Given information below:

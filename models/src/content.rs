//! Page content fed into the single page template.
//!
//! Each section is plain data. The renderer numbers skills and projects from
//! their position, so reordering the lists is enough to reorder the page.

use serde::{Deserialize, Serialize};

/// Static `<head>` metadata plus the brand shown in the navbar and footer.
#[derive(Debug, Clone, PartialEq, Eq, Serialize, Deserialize)]
pub struct SiteMetadata {
    pub title: String,
    pub description: String,
    pub brand: String,
    pub copyright_holder: String,
    pub year: u16,
    #[serde(default = "default_favicon")]
    pub favicon: String,
}

#[derive(Debug, Clone, PartialEq, Eq, Serialize, Deserialize)]
pub struct Hero {
    pub heading: String,
    pub subtitle: String,
    pub cta_label: String,
}

/// About section text.
///
/// Any phrase listed in `highlights` is wrapped in a highlight span wherever
/// it appears in a paragraph.
#[derive(Debug, Clone, PartialEq, Eq, Serialize, Deserialize)]
pub struct About {
    pub title: String,
    pub paragraphs: Vec<String>,
    #[serde(default)]
    pub highlights: Vec<String>,
}

#[derive(Debug, Clone, PartialEq, Eq, Serialize, Deserialize)]
pub struct Skill {
    pub name: String,
    pub description: String,
}

impl Skill {
    pub fn new(name: impl Into<String>, description: impl Into<String>) -> Self {
        Self {
            name: name.into(),
            description: description.into(),
        }
    }
}

#[derive(Debug, Clone, PartialEq, Eq, Serialize, Deserialize)]
pub struct Project {
    pub title: String,
    pub description: String,
    pub image: String,
    #[serde(default)]
    pub image_alt: Option<String>,
    #[serde(default)]
    pub link: Option<String>,
    #[serde(default)]
    pub open_in_new_tab: bool,
}

impl Project {
    pub fn new(
        title: impl Into<String>,
        description: impl Into<String>,
        image: impl Into<String>,
    ) -> Self {
        Self {
            title: title.into(),
            description: description.into(),
            image: image.into(),
            image_alt: None,
            link: None,
            open_in_new_tab: false,
        }
    }

    pub fn alt_text(&self) -> &str {
        self.image_alt.as_deref().unwrap_or(&self.title)
    }

    /// Link target, or `#` when the project has no page yet.
    pub fn href(&self) -> &str {
        self.link.as_deref().unwrap_or("#")
    }
}

#[derive(Debug, Clone, PartialEq, Eq, Serialize, Deserialize)]
pub struct ContactSection {
    pub title: String,
    pub heading: String,
    pub submit_label: String,
    /// Notice shown to the visitor after pressing submit.
    pub confirmation: String,
}

fn default_favicon() -> String {
    "/favicon.ico".to_string()
}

End of Given information.

## Exercise
Would you write the records out again, word for word?

## Exercise answer
filename models/src/content.rs
//! Page content fed into the single page template.
//!
//! Each section is plain data. The renderer numbers skills and projects from
//! their position, so reordering the lists is enough to reorder the page.

use serde::{Deserialize, Serialize};

/// Static `<head>` metadata plus the brand shown in the navbar and footer.
#[derive(Debug, Clone, PartialEq, Eq, Serialize, Deserialize)]
pub struct SiteMetadata {
    pub title: String,
    pub description: String,
    pub brand: String,
    pub copyright_holder: String,
    pub year: u16,
    #[serde(default = "default_favicon")]
    pub favicon: String,
}

#[derive(Debug, Clone, PartialEq, Eq, Serialize, Deserialize)]
pub struct Hero {
    pub heading: String,
    pub subtitle: String,
    pub cta_label: String,
}

/// About section text.
///
/// Any phrase listed in `highlights` is wrapped in a highlight span wherever
/// it appears in a paragraph.
#[derive(Debug, Clone, PartialEq, Eq, Serialize, Deserialize)]
pub struct About {
    pub title: String,
    pub paragraphs: Vec<String>,
    #[serde(default)]
    pub highlights: Vec<String>,
}

#[derive(Debug, Clone, PartialEq, Eq, Serialize, Deserialize)]
pub struct Skill {
    pub name: String,
    pub description: String,
}

impl Skill {
    pub fn new(name: impl Into<String>, description: impl Into<String>) -> Self {
        Self {
            name: name.into(),
            description: description.into(),
        }
    }
}

#[derive(Debug, Clone, PartialEq, Eq, Serialize, Deserialize)]
pub struct Project {
    pub title: String,
    pub description: String,
    pub image: String,
    #[serde(default)]
    pub image_alt: Option<String>,
    #[serde(default)]
    pub link: Option<String>,
    #[serde(default)]
    pub open_in_new_tab: bool,
}

impl Project {
    pub fn new(
        title: impl Into<String>,
        description: impl Into<String>,
        image: impl Into<String>,
    ) -> Self {
        Self {
            title: title.into(),
            description: description.into(),
            image: image.into(),
            image_alt: None,
            link: None,
            open_in_new_tab: false,
        }
    }

    pub fn alt_text(&self) -> &str {
        self.image_alt.as_deref().unwrap_or(&self.title)
    }

    /// Link target, or `#` when the project has no page yet.
    pub fn href(&self) -> &str {
        self.link.as_deref().unwrap_or("#")
    }
}

#[derive(Debug, Clone, PartialEq, Eq, Serialize, Deserialize)]
pub struct ContactSection {
    pub title: String,
    pub heading: String,
    pub submit_label: String,
    /// Notice shown to the visitor after pressing submit.
    pub confirmation: String,
}

fn default_favicon() -> String {
    "/favicon.ico".to_string()
}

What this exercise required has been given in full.